Tehsil Shakargarh is located in Narowal district, having a rich history full of past grandeur. Before Independence, in Shakargarh a lot of Hindus and Sikhs used to live – as it was a gateway for going to the other side of Punjab.
Diwan Laxmi Chand was a rich Hindu landlord, and minister of Jammu (Maharaja Jammu) who used to live in Tehsil Shakargarh and district Narowal. He owned more than 30 villages in Narowal district. The story of Diwan Chand goes back decades, but his presence can still be smelled in the crumbling heritage somewhere in rural Punjab.
He built a decorative three-storey qila/haveli in the 19th century, and it is also known as Bara Mehal, i.e. Big Palace.
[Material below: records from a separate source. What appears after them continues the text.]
//! Record filtering for the roster listing.

use crate::types::{EmployeeField, EmployeeRecord};

/// Listing filter. Unset criteria match everything.
///
/// Field criteria are exact matches. The search term matches, case-insensitively, any
/// substring of the Arabic name, English name or employee number.
#[derive(Debug, Clone, Default, PartialEq, Eq)]
pub struct EmployeeFilter {
    pub search: Option<String>,
    pub nationality: Option<String>,
    pub contract_status: Option<String>,
    pub job_title: Option<String>,
    pub work_schedule: Option<String>,
}

const SEARCHED: [EmployeeField; 3] = [
    EmployeeField::ArabicName,
    EmployeeField::EnglishName,
    EmployeeField::EmployeeNumber,
];

impl EmployeeFilter {
    /// Whether `record` passes every criterion.
    pub fn matches(&self, record: &EmployeeRecord) -> bool {
        let exact = [
            (EmployeeField::Nationality, &self.nationality),
            (EmployeeField::ContractStatus, &self.contract_status),
            (EmployeeField::JobTitle, &self.job_title),
            (EmployeeField::WorkSchedule, &self.work_schedule),
        ];
        let fields_match = exact.iter().all(|(field, wanted)| match non_empty(wanted) {
            Some(wanted) => record.get(*field).unwrap_or("") == wanted,
            None => true,
        });

        fields_match && self.search_matches(record)
    }

    fn search_matches(&self, record: &EmployeeRecord) -> bool {
        let Some(term) = non_empty(&self.search) else {
            return true;
        };
        let term = term.to_lowercase();
        SEARCHED
            .iter()
            .filter_map(|f| record.get(*f))
            .any(|v| v.to_lowercase().contains(&term))
    }
}

fn non_empty(v: &Option<String>) -> Option<&str> {
    v.as_deref().filter(|s| !s.is_empty())
}

/// Returns the records for which `filter` matches, in roster order.
pub fn filter<'a>(records: &'a [EmployeeRecord], filter: &EmployeeFilter) -> Vec<&'a EmployeeRecord> {
    records.iter().filter(|r| filter.matches(r)).collect()
}

#[cfg(test)]
mod tests {
    use super::*;

    fn sample() -> Vec<EmployeeRecord> {
        let rows = [
            ("1", "حسن", "HASSAN FALAH", "كويتي", "نشط"),
            ("2", "علي", "ALI", "مصري", "نشط"),
            ("3", "سارة", "SARA", "كويتي", "منتهي"),
        ];
        rows.iter()
            .map(|(num, ar, en, nat, status)| {
                let mut rec = EmployeeRecord::new();
                rec.set(EmployeeField::EmployeeNumber, *num);
                rec.set(EmployeeField::ArabicName, *ar);
                rec.set(EmployeeField::EnglishName, *en);
                rec.set(EmployeeField::Nationality, *nat);
                rec.set(EmployeeField::ContractStatus, *status);
                rec
            })
            .collect()
    }

    #[test]
    fn default_filter_keeps_everything() {
        let records = sample();
        assert_eq!(filter(&records, &EmployeeFilter::default()).len(), 3);
    }

    #[test]
    fn exact_field_criteria_combine() {
        let records = sample();
        let f = EmployeeFilter {
            nationality: Some("كويتي".to_string()),
            contract_status: Some("نشط".to_string()),
            ..Default::default()
        };
        let out = filter(&records, &f);
        assert_eq!(out.len(), 1);
        assert_eq!(out[0].employee_number(), "1");
    }

    #[test]
    fn search_is_case_insensitive_over_names_and_number() {
        let records = sample();
        let by_name = EmployeeFilter {
            search: Some("falah".to_string()),
            ..Default::default()
        };
        assert_eq!(filter(&records, &by_name)[0].employee_number(), "1");

        let by_number = EmployeeFilter {
            search: Some("3".to_string()),
            ..Default::default()
        };
        assert_eq!(filter(&records, &by_number)[0].employee_number(), "3");

        let by_arabic = EmployeeFilter {
            search: Some("علي".to_string()),
            ..Default::default()
        };
        assert_eq!(filter(&records, &by_arabic).len(), 1);
    }

    #[test]
    fn empty_criteria_are_ignored() {
        let records = sample();
        let f = EmployeeFilter {
            search: Some(String::new()),
            job_title: Some(String::new()),
            ..Default::default()
        };
        assert_eq!(filter(&records, &f).len(), 3);
    }
}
The haveli was constructed all those years ago using mud, sandstone and wood. Each side of haveli has its own unique story.
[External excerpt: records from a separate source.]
//! The in-memory employee roster.
//!
//! [`Roster`] owns the record list and is the only place records are mutated. Bulk loads go
//! through [`Roster::replace_all`]; manual entry goes through [`Roster::add`] and
//! [`Roster::update`], which validate before touching the list.

use crate::dates::{self, DATE_PLACEHOLDER};
use crate::error::RecordError;
use crate::processing::{self, EmployeeFilter, FilterOptions, RosterStats};
use crate::types::{EmployeeField, EmployeeRecord};

/// Ordered collection of employee records.
#[derive(Debug, Clone, Default, PartialEq, Eq)]
pub struct Roster {
    records: Vec<EmployeeRecord>,
}

impl Roster {
    pub fn new() -> Self {
        Self::default()
    }

    /// Wrap an already canonical record list (ingestion output or a snapshot).
    pub fn from_records(records: Vec<EmployeeRecord>) -> Self {
        Self { records }
    }

    pub fn records(&self) -> &[EmployeeRecord] {
        &self.records
    }

    pub fn into_records(self) -> Vec<EmployeeRecord> {
        self.records
    }

    pub fn len(&self) -> usize {
        self.records.len()
    }

    pub fn is_empty(&self) -> bool {
        self.records.is_empty()
    }

    /// Append a manually entered record.
    ///
    /// Date fields are normalized, required fields must be non-empty and the employee number
    /// must not already exist. On error the roster is unchanged.
    pub fn add(&mut self, mut record: EmployeeRecord) -> Result<(), RecordError> {
        prepare(&mut record)?;
        let number = record.employee_number().trim();
        if self.position(number).is_some() {
            return Err(RecordError::DuplicateEmployeeNumber {
                number: number.to_string(),
            });
        }

        tracing::info!(number = %record.employee_number(), "employee added");
        self.records.push(record);
        Ok(())
    }

    /// Replace the record carrying `number` in place.
    ///
    /// Same validation as [`Self::add`] except the uniqueness check: the replacement may carry
    /// a different employee number.
    pub fn update(&mut self, number: &str, mut record: EmployeeRecord) -> Result<(), RecordError> {
        let idx = self.position(number).ok_or_else(|| not_found(number))?;
        prepare(&mut record)?;

        tracing::info!(number, new_number = %record.employee_number(), "employee updated");
        self.records[idx] = record;
        Ok(())
    }

    /// Remove and return the record carrying `number`.
    pub fn remove(&mut self, number: &str) -> Result<EmployeeRecord, RecordError> {
        let idx = self.position(number).ok_or_else(|| not_found(number))?;
        tracing::info!(number, "employee deleted");
        Ok(self.records.remove(idx))
    }

    /// First record carrying `number`.
    pub fn find(&self, number: &str) -> Option<&EmployeeRecord> {
        self.position(number).map(|idx| &self.records[idx])
    }

    pub fn clear(&mut self) {
        tracing::info!(removed = self.records.len(), "roster cleared");
        self.records.clear();
    }

    /// Replace the whole roster.
    pub fn replace_all(&mut self, records: Vec<EmployeeRecord>) {
        tracing::debug!(previous = self.records.len(), next = records.len(), "roster replaced");
        self.records = records;
    }

    /// The last `n` records, most recently added first.
    pub fn recent(&self, n: usize) -> Vec<&EmployeeRecord> {
        self.records.iter().rev().take(n).collect()
    }

    pub fn filter(&self, filter: &EmployeeFilter) -> Vec<&EmployeeRecord> {
        processing::filter(&self.records, filter)
    }

    pub fn filter_options(&self) -> FilterOptions {
        processing::filter_options(&self.records)
    }

    pub fn stats(&self) -> RosterStats {
        processing::stats(&self.records)
    }

    pub fn breakdown(&self, field: EmployeeField) -> Vec<(String, usize)> {
        processing::breakdown(&self.records, field)
    }

    fn position(&self, number: &str) -> Option<usize> {
        let number = number.trim();
        self.records
            .iter()
            .position(|r| r.employee_number().trim() == number)
    }
}

fn not_found(number: &str) -> RecordError {
    RecordError::EmployeeNotFound {
        number: number.trim().to_string(),
    }
}

/// Normalize date fields, then check required fields.
fn prepare(record: &mut EmployeeRecord) -> Result<(), RecordError> {
    for field in EmployeeField::date_fields() {
        let Some(raw) = record.get(field) else {
            continue;
        };
        let normalized = match dates::parse_date_str(raw) {
            Some(date) => dates::display(date),
            None if dates::is_no_date(raw) => DATE_PLACEHOLDER.to_string(),
            None => {
                return Err(RecordError::InvalidDate {
                    field: field.form_id(),
                    raw: raw.to_string(),
                });
            }
        };
        record.set(field, normalized);
    }

    for field in EmployeeField::REQUIRED {
        let value = record.get(*field).map(str::trim).unwrap_or("");
        let missing = value.is_empty() || (field.is_date() && value == DATE_PLACEHOLDER);
        if missing {
            return Err(RecordError::MissingRequiredField {
                field: field.form_id(),
            });
        }
    }
    Ok(())
}

#[cfg(test)]
mod tests {
    use super::*;

    fn complete(number: &str) -> EmployeeRecord {
        let mut rec = EmployeeRecord::new();
        for field in EmployeeField::REQUIRED {
            rec.set(*field, "x");
        }
        rec.set(EmployeeField::EmployeeNumber, number);
        rec.set(EmployeeField::CivilIdExpiry, "2027-01-05");
        rec.set(EmployeeField::ContractDate, "9/7/1993");
        rec
    }

    #[test]
    fn add_normalizes_dates() {
        let mut roster = Roster::new();
        let mut rec = complete("1");
        rec.set(EmployeeField::PassportExpiry, "");
        roster.add(rec).unwrap();

        let stored = roster.find("1").unwrap();
        assert_eq!(stored.get(EmployeeField::CivilIdExpiry), Some("2027/01/05"));
        assert_eq!(stored.get(EmployeeField::ContractDate), Some("1993/07/09"));
        assert_eq!(stored.get(EmployeeField::PassportExpiry), Some("--"));
    }

    #[test]
    fn add_rejects_duplicate_number() {
        let mut roster = Roster::new();
        roster.add(complete("1")).unwrap();
        let err = roster.add(complete(" 1 ")).unwrap_err();
        assert_eq!(
            err,
            RecordError::DuplicateEmployeeNumber {
                number: "1".to_string()
            }
        );
        assert_eq!(roster.len(), 1);
    }

    #[test]
    fn add_rejects_missing_required_field() {
        let mut roster = Roster::new();
        let mut rec = complete("1");
        rec.set(EmployeeField::JobTitle, "   ");
        assert_eq!(
            roster.add(rec).unwrap_err(),
            RecordError::MissingRequiredField { field: "jobTitle" }
        );

        let mut rec = complete("1");
        rec.set(EmployeeField::ContractDate, "--");
        assert_eq!(
            roster.add(rec).unwrap_err(),
            RecordError::MissingRequiredField { field: "contractDate" }
        );
        assert!(roster.is_empty());
    }

    #[test]
    fn add_rejects_unparsable_date() {
        let mut roster = Roster::new();
        let mut rec = complete("1");
        rec.set(EmployeeField::CivilIdExpiry, "2026/02/30");
        assert!(matches!(
            roster.add(rec),
            Err(RecordError::InvalidDate { field: "civilIdExpiry", .. })
        ));
    }

    #[test]
    fn update_skips_uniqueness_and_replaces_in_place() {
        let mut roster = Roster::new();
        roster.add(complete("1")).unwrap();
        roster.add(complete("2")).unwrap();

        let mut edited = complete("2");
        edited.set(EmployeeField::EnglishName, "CHANGED");
        roster.update("1", edited).unwrap();

        assert_eq!(roster.records()[0].get(EmployeeField::EnglishName), Some("CHANGED"));
        assert_eq!(roster.records()[0].employee_number(), "2");
        assert_eq!(roster.len(), 2);
    }

    #[test]
    fn update_and_remove_unknown_number() {
        let mut roster = Roster::new();
        assert!(matches!(
            roster.update("9", complete("9")),
            Err(RecordError::EmployeeNotFound { .. })
        ));
        assert!(matches!(roster.remove("9"), Err(RecordError::EmployeeNotFound { .. })));
    }

    #[test]
    fn remove_recent_and_clear() {
        let mut roster = Roster::new();
        for n in ["1", "2", "3"] {
            roster.add(complete(n)).unwrap();
        }
        let recent: Vec<_> = roster.recent(2).into_iter().map(|r| r.employee_number()).collect();
        assert_eq!(recent, ["3", "2"]);

        let removed = roster.remove("2").unwrap();
        assert_eq!(removed.employee_number(), "2");
        assert_eq!(roster.len(), 2);

        roster.clear();
        assert!(roster.is_empty());
    }

    #[test]
    fn replace_all_skips_validation() {
        let mut roster = Roster::new();
        roster.add(complete("1")).unwrap();
        roster.replace_all(vec![EmployeeRecord::new(), EmployeeRecord::new()]);
        assert_eq!(roster.len(), 2);
    }
}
The four remarkable pillars on each side have a traditional design and an escape tunnel. The walls of galleries and rooms are built in an exquisite way with dewa lamps. In fact, it seems every piece of architecture is rich with its own kind of exquisite beauty – and even more, the memories of people who lived there years ago. And yet, every piece is unexplored.
The opening door of Bara Mehal opens to a village Kanjrur, which is situated on the top of an ancient mound, the place where once Dewan Laxmi Chand lived with his family – but he migrated to India in 1947. After their migration, the haveli remained empty for years.
But it is surprising how the history of this palace is not documented yet. The remains of the palace are disappearing day by day, and there is nobody to care for it. In fact, the details and secrets of the palace remain vague, even to people living there.
According to villagers, there used to be a huge garden in front of this haveli, which has been completely destroyed. The mudstone and outer walls of the haveli are still in perfect condition, proudly standing on every side, offering a view of the past.
A landmark building in the district, it depicts the memorable colours of the past but its freshness is gone. Unfortunately, after years, the qila is in a crumbling situation.
The possibility of it collapsing is not only dangerous for history and heritage, but also for some families who migrated from Kashmir and are currently living inside the qila. In fact, my visit brought home to me as to how Punjab’s heritage is being preserved only in Lahore and other major urban areas. Meanwhile, our rural heritage is falling apart – and nobody knows about it.